### Aim of the exercise
Provide the number of lines in the records that hold the string "Copy", without any other words.

Saved entries:

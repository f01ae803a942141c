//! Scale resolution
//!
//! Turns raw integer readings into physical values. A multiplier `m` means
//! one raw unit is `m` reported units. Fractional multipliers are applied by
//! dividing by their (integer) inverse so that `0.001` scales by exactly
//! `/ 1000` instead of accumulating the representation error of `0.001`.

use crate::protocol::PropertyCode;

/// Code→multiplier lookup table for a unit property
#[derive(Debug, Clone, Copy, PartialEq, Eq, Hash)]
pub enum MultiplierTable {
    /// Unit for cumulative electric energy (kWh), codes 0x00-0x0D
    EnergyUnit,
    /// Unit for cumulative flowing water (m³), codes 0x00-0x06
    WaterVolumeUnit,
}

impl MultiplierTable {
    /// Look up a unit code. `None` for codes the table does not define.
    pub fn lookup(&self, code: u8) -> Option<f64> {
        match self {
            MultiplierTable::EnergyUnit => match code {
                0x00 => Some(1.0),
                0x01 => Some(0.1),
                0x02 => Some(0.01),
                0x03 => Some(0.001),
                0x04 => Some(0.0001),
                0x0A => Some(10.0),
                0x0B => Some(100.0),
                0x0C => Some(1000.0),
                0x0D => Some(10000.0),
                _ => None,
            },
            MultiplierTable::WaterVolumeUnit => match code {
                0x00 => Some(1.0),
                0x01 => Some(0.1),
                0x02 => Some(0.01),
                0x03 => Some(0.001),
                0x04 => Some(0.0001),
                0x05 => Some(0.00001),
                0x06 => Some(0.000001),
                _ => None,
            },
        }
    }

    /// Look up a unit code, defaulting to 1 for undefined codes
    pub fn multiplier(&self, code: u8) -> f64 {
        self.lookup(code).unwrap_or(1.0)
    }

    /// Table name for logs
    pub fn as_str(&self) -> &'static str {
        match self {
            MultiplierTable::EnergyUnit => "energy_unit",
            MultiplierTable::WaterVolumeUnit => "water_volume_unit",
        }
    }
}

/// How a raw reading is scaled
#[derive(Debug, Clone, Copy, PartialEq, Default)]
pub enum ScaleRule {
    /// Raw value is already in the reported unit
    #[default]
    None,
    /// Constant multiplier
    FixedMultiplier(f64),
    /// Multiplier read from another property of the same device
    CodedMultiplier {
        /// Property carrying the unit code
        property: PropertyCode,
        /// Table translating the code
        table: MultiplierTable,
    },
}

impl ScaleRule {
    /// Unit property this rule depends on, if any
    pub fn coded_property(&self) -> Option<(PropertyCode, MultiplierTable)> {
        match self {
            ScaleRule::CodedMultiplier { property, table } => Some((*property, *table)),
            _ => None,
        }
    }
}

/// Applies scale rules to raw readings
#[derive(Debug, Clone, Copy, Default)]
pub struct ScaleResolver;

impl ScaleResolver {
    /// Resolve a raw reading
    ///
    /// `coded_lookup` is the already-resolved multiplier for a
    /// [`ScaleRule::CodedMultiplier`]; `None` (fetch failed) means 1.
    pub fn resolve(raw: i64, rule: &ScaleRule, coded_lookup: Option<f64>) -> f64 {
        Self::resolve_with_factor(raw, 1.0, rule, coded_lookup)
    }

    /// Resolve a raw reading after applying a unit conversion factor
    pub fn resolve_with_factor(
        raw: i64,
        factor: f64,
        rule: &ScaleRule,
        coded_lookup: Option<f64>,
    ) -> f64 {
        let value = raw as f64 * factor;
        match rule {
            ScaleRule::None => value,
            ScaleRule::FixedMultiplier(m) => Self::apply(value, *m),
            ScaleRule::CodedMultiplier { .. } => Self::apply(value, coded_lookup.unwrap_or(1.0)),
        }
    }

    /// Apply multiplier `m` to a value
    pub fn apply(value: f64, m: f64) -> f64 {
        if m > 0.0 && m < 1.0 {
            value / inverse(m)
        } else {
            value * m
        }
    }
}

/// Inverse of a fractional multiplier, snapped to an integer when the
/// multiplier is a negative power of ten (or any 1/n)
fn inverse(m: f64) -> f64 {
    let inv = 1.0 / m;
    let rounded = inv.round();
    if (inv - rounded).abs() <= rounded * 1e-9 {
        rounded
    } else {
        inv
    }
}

### Response to this task
3